病院のベッドで目覚めたときに夢の中からつぶやいた。

あれは夢見小路。四条通りから南は町屋が立ち並ぶ華やかな花見小路も、北へ行くと見た目は現代の風俗街に変わり、大したことはない。さらに北に進み三条通りを越えると、その道は花見小路ではなくなる。大学生だった私はそこにあるアパートに下宿していた。だから夢見小路。

 

きょうはええ天気やし自転車に乗りたいなあ。昼間やと暑くてかなわへんから朝早ように家出なあかんわーーーーー

 

実際には、京都大学医学部附属病院で目覚めたのでここは東大路。手術明けなので自転車には乗れない。首から管なんぞでている始末。

手術の経緯などはつまらないから詳しく説明しないが、左耳の下の腫瘍をとってもらった。
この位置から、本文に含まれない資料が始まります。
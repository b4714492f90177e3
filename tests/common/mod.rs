pub mod nodes;

#[allow(unused_imports)]
pub use nodes::*;

use flowmesh::events::GraphEngineEvent;

/// Node ids of `NodeRunSucceeded` events, in emission order.
#[allow(dead_code)]
pub fn succeeded_node_ids(events: &[GraphEngineEvent]) -> Vec<String> {
    events
        .iter()
        .filter_map(|event| match event {
            GraphEngineEvent::NodeRunSucceeded { node_id, .. } => Some(node_id.clone()),
            _ => None,
        })
        .collect()
}

/// The terminal event of a collected run.
#[allow(dead_code)]
pub fn terminal_event(events: &[GraphEngineEvent]) -> &GraphEngineEvent {
    events
        .last()
        .expect("collected runs always end with a terminal event")
}

/// Payload strings of `NodeRunStreamChunk` events, in emission order.
#[allow(dead_code)]
pub fn chunk_texts(events: &[GraphEngineEvent]) -> Vec<String> {
    events
        .iter()
        .filter_map(|event| match event {
            GraphEngineEvent::NodeRunStreamChunk(chunk) => Some(chunk.chunk.clone()),
            _ => None,
        })
        .collect()
}
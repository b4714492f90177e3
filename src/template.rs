//! Response templates.
//!
//! Response nodes declare their output as a template mixing literal text
//! with variable references written as `{{#node_id.field#}}`. The response
//! coordinator walks the parsed segments in order, forwarding literal text
//! immediately and variable references as their streams or scalar values
//! become available.

use serde::{Deserialize, Serialize};

use crate::types::Selector;

/// One parsed piece of a response template.
#[derive(Clone, Debug, PartialEq, Eq, Serialize, Deserialize)]
pub enum TemplateSegment {
    /// Literal text emitted verbatim.
    Text(String),
    /// Reference to an output selector, streamed or scalar.
    Variable(Selector),
}

/// An ordered sequence of template segments.
#[derive(Clone, Debug, Default, PartialEq, Eq, Serialize, Deserialize)]
pub struct Template {
    pub segments: Vec<TemplateSegment>,
}

impl Template {
    #[must_use]
    pub fn new(segments: Vec<TemplateSegment>) -> Self {
        Template { segments }
    }

    /// Parse a raw template string.
    ///
    /// Variable references use the `{{#a.b#}}` form, with dot-separated
    /// selector segments. Unterminated or empty references are kept as
    /// literal text rather than rejected; templates come from user-authored
    /// workflow definitions and should degrade, not fail the build.
    ///
    /// # Examples
    ///
    /// ```rust
    /// use flowmesh::template::{Template, TemplateSegment};
    /// use flowmesh::types::Selector;
    ///
    /// let t = Template::parse("Answer: {{#llm.text#}}!");
    /// assert_eq!(
    ///     t.segments,
    ///     vec![
    ///         TemplateSegment::Text("Answer: ".into()),
    ///         TemplateSegment::Variable(Selector::of("llm", "text")),
    ///         TemplateSegment::Text("!".into()),
    ///     ]
    /// );
    /// ```
    pub fn parse(raw: &str) -> Self {
        const OPEN: &str = "{{#";
        const CLOSE: &str = "#}}";

        let mut segments = Vec::new();
        let mut rest = raw;

        while let Some(start) = rest.find(OPEN) {
            let after_open = &rest[start + OPEN.len()..];
            let Some(end) = after_open.find(CLOSE) else {
                break;
            };

            let reference = &after_open[..end];
            let parts: Vec<&str> = reference
                .split('.')
                .map(str::trim)
                .filter(|s| !s.is_empty())
                .collect();

            if parts.len() < 2 {
                // Malformed reference; keep the literal text up to and
                // including the close marker.
                let literal_end = start + OPEN.len() + end + CLOSE.len();
                segments.push(TemplateSegment::Text(rest[..literal_end].to_string()));
                rest = &rest[literal_end..];
                continue;
            }

            if start > 0 {
                segments.push(TemplateSegment::Text(rest[..start].to_string()));
            }
            segments.push(TemplateSegment::Variable(Selector::from_parts(parts)));
            rest = &after_open[end + CLOSE.len()..];
        }

        if !rest.is_empty() {
            segments.push(TemplateSegment::Text(rest.to_string()));
        }

        Template { segments }
    }

    /// Selectors of every variable reference, in template order.
    pub fn variable_selectors(&self) -> Vec<&Selector> {
        self.segments
            .iter()
            .filter_map(|s| match s {
                TemplateSegment::Variable(sel) => Some(sel),
                TemplateSegment::Text(_) => None,
            })
            .collect()
    }

    #[must_use]
    pub fn is_empty(&self) -> bool {
        self.segments.is_empty()
    }
}
//! Immutable workflow graph: nodes, directed edges, topology queries.
//!
//! A [`Graph`] is built once through [`GraphBuilder`] and never mutated
//! afterwards; all per-run state (which edges were taken, which nodes
//! completed) lives in [`crate::state::GraphRuntimeState`]. The engine only
//! queries topology here.

mod builder;

pub use builder::{GraphBuildError, GraphBuilder};

use rustc_hash::FxHashMap;
use std::sync::Arc;

use crate::node::Node;
use crate::types::{EdgeId, NodeId};

/// A directed edge between two nodes.
///
/// `source_handle` carries the branch selector for edges leaving branch
/// nodes: on success the branch node names a handle, and only edges whose
/// handle matches are taken. Edges without a handle are unconditional.
#[derive(Clone, Debug)]
pub struct Edge {
    pub id: EdgeId,
    /// Source node id.
    pub tail: NodeId,
    /// Target node id.
    pub head: NodeId,
    pub source_handle: Option<String>,
}

impl Edge {
    /// Whether this edge is taken for the given branch selection.
    ///
    /// Unconditional edges match any selection; handled edges require an
    /// exact match.
    #[must_use]
    pub fn matches_handle(&self, selected: Option<&str>) -> bool {
        match (&self.source_handle, selected) {
            (None, _) => true,
            (Some(handle), Some(selected)) => handle == selected,
            (Some(_), None) => false,
        }
    }
}

/// Immutable static DAG over executable nodes.
pub struct Graph {
    nodes: FxHashMap<NodeId, Arc<dyn Node>>,
    /// Node ids in registration order, for deterministic iteration.
    node_order: Vec<NodeId>,
    edges: FxHashMap<EdgeId, Edge>,
    outgoing: FxHashMap<NodeId, Vec<EdgeId>>,
    incoming: FxHashMap<NodeId, Vec<EdgeId>>,
    root: NodeId,
}

impl Graph {
    /// Start building a graph.
    #[must_use]
    pub fn new() -> GraphBuilder {
        GraphBuilder::new()
    }

    /// Id of the root node dispatch starts from.
    #[must_use]
    pub fn root_node(&self) -> &NodeId {
        &self.root
    }

    /// Look up a node implementation.
    #[must_use]
    pub fn node(&self, id: &NodeId) -> Option<&Arc<dyn Node>> {
        self.nodes.get(id)
    }

    #[must_use]
    pub fn contains_node(&self, id: &NodeId) -> bool {
        self.nodes.contains_key(id)
    }

    /// Node ids in registration order.
    #[must_use]
    pub fn node_ids(&self) -> &[NodeId] {
        &self.node_order
    }

    /// Iterate over all (id, node) pairs in registration order.
    pub fn nodes(&self) -> impl Iterator<Item = (&NodeId, &Arc<dyn Node>)> {
        self.node_order
            .iter()
            .filter_map(move |id| self.nodes.get(id).map(|n| (id, n)))
    }

    #[must_use]
    pub fn node_count(&self) -> usize {
        self.nodes.len()
    }

    /// Look up an edge by id.
    #[must_use]
    pub fn edge(&self, id: &EdgeId) -> Option<&Edge> {
        self.edges.get(id)
    }

    /// Edges leaving a node, in registration order.
    pub fn get_outgoing_edges(&self, id: &NodeId) -> Vec<&Edge> {
        self.outgoing
            .get(id)
            .map(|ids| ids.iter().filter_map(|eid| self.edges.get(eid)).collect())
            .unwrap_or_default()
    }

    /// Edges arriving at a node, in registration order.
    pub fn get_incoming_edges(&self, id: &NodeId) -> Vec<&Edge> {
        self.incoming
            .get(id)
            .map(|ids| ids.iter().filter_map(|eid| self.edges.get(eid)).collect())
            .unwrap_or_default()
    }

    /// Out-degree of a node.
    #[must_use]
    pub fn out_degree(&self, id: &NodeId) -> usize {
        self.outgoing.get(id).map_or(0, Vec::len)
    }

    /// In-degree of a node.
    #[must_use]
    pub fn in_degree(&self, id: &NodeId) -> usize {
        self.incoming.get(id).map_or(0, Vec::len)
    }

    pub(crate) fn from_parts(
        nodes: FxHashMap<NodeId, Arc<dyn Node>>,
        node_order: Vec<NodeId>,
        edges: FxHashMap<EdgeId, Edge>,
        outgoing: FxHashMap<NodeId, Vec<EdgeId>>,
        incoming: FxHashMap<NodeId, Vec<EdgeId>>,
        root: NodeId,
    ) -> Self {
        Graph {
            nodes,
            node_order,
            edges,
            outgoing,
            incoming,
            root,
        }
    }
}

impl std::fmt::Debug for Graph {
    fn fmt(&self, f: &mut std::fmt::Formatter<'_>) -> std::fmt::Result {
        f.debug_struct("Graph")
            .field("root", &self.root)
            .field("nodes", &self.node_order)
            .field("edges", &self.edges.len())
            .finish()
    }
}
おととい入院して昨日手術。手術がこんなにスピーディーだなんて、役所は見習わないとと皮肉を一つ。

 

手術の日程が決まったのが割と急で、家族以外には彼女にしか詳しいことを話していない。そのせいか誰からもお見舞いの連絡がこない。退屈なわけではない、時間を持て余す。
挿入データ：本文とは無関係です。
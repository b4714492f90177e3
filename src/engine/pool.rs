//! Worker pool sizing and scaling decisions.
//!
//! [`WorkerPoolManager`] is advisory: every method is pure computation over
//! its explicit arguments plus the bounded idle-timestamp map. The engine
//! owns actual task lifecycle and polls these decisions on every ready-queue
//! push and on a periodic idle scan.

use rustc_hash::FxHashMap;
use std::time::{Duration, Instant};

use crate::graph::Graph;

/// Identifier of one worker task within an engine.
pub type WorkerId = usize;

/// Scaling policy and idle tracking for the worker pool.
#[derive(Debug)]
pub struct WorkerPoolManager {
    min_workers: usize,
    max_workers: usize,
    scale_up_threshold: usize,
    scale_down_idle_time: Duration,
    /// Instant each currently-idle worker became idle.
    idle_since: FxHashMap<WorkerId, Instant>,
}

impl WorkerPoolManager {
    /// Create a manager with clamped bounds: `min_workers >= 1`,
    /// `max_workers >= min_workers`.
    #[must_use]
    pub fn new(
        min_workers: usize,
        max_workers: usize,
        scale_up_threshold: usize,
        scale_down_idle_time: Duration,
    ) -> Self {
        let min_workers = min_workers.max(1);
        let max_workers = max_workers.max(min_workers);
        WorkerPoolManager {
            min_workers,
            max_workers,
            scale_up_threshold,
            scale_down_idle_time,
            idle_since: FxHashMap::default(),
        }
    }

    #[must_use]
    pub fn min_workers(&self) -> usize {
        self.min_workers
    }

    #[must_use]
    pub fn max_workers(&self) -> usize {
        self.max_workers
    }

    /// Estimate how many workers to start with from the graph shape.
    ///
    /// Sequential chains (every node with in/out-degree <= 1) need no
    /// parallelism and return `min_workers`. Each branch point adds one
    /// worker per extra outgoing edge, so independent arms can run
    /// concurrently. The estimate is always clamped to
    /// `[min_workers, max_workers]`.
    #[must_use]
    pub fn calculate_initial_workers(&self, graph: &Graph) -> usize {
        let mut extra = 0usize;
        for id in graph.node_ids() {
            let out = graph.out_degree(id);
            if out > 1 {
                extra += out - 1;
            }
        }

        let estimate = if extra == 0 {
            self.min_workers
        } else {
            // At least two workers once any branch point exists.
            (1 + extra).max(self.min_workers)
        };
        estimate.clamp(self.min_workers, self.max_workers)
    }

    /// Whether the engine should add a worker.
    ///
    /// True iff the pool is below `max_workers` and either the backlog
    /// exceeds the scale-up threshold, or every current worker is busy
    /// while work is queued. Always false at `max_workers`.
    #[must_use]
    pub fn should_scale_up(
        &self,
        current_workers: usize,
        queue_depth: usize,
        executing_count: usize,
    ) -> bool {
        if current_workers >= self.max_workers {
            return false;
        }
        queue_depth > self.scale_up_threshold
            || (executing_count >= current_workers && queue_depth > 0)
    }

    /// Whether a specific worker should be retired.
    ///
    /// True iff the pool is above `min_workers` and the worker has been
    /// idle longer than the configured idle time.
    #[must_use]
    pub fn should_scale_down(
        &self,
        current_workers: usize,
        _worker_id: WorkerId,
        last_task_time: Instant,
    ) -> bool {
        current_workers > self.min_workers
            && last_task_time.elapsed() > self.scale_down_idle_time
    }

    /// Record a worker activity transition. Going active clears the idle
    /// timestamp; going idle records "became idle now" (the first idle
    /// report wins until the worker goes active again).
    pub fn track_worker_activity(&mut self, worker_id: WorkerId, is_active: bool) {
        if is_active {
            self.idle_since.remove(&worker_id);
        } else {
            self.idle_since.entry(worker_id).or_insert_with(Instant::now);
        }
    }

    /// Forget a worker entirely (after the engine retires it).
    pub fn forget_worker(&mut self, worker_id: WorkerId) {
        self.idle_since.remove(&worker_id);
    }

    /// Workers whose idle duration exceeds the scale-down idle time as of
    /// `now`.
    #[must_use]
    pub fn get_idle_workers(&self, now: Instant) -> Vec<WorkerId> {
        let mut ids: Vec<WorkerId> = self
            .idle_since
            .iter()
            .filter(|(_, since)| now.duration_since(**since) > self.scale_down_idle_time)
            .map(|(id, _)| *id)
            .collect();
        ids.sort_unstable();
        ids
    }
}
朝から小説を読んでいた。田辺聖子の「言い寄る」。純文学に含まれる小説を読むのは、景色を観るのに少し似ているといつも思う。宇宙から隕石が落ちて来たり、しない。だから採血やらで読むのを遮られてもあまり嫌じゃない。少しばかり名残惜しいが目を離せる。しおりもそこまで重要ではない。冒険譚ではこうはいかない。

 

開きづらい口でだらだらご飯食べながら、ブログ書きながらをしていると、彼女がお見舞いに来るという。お見舞い第一号の称号をやらねば。

 

「あんたが死んだらわたしもあと追って死んだるわぁ」

「おれやったらせやな、お前のクローンつくるわ。どうせやったら3人くらいつくるわ。しかも年齢別で。ほんでいろんなプレイ楽しんだるわ」

「それええやん」

 

先週くらい、彼女と電話でふざけあったのをぼんやり思い出す。

今考えてもとてもいい案だと思う。アイデアが日常の何でもないところから生まれるのは否定しがたい。まあ、実際どうするかは彼女が死んでから考えよか。いや、死んだらあかん。

なんて不謹慎なことを軽い気持ちで考えてしまうのはここが病室だからだろう。退院するまで世界は全く動かないのである。退院した瞬間にがらっと変わる気がする。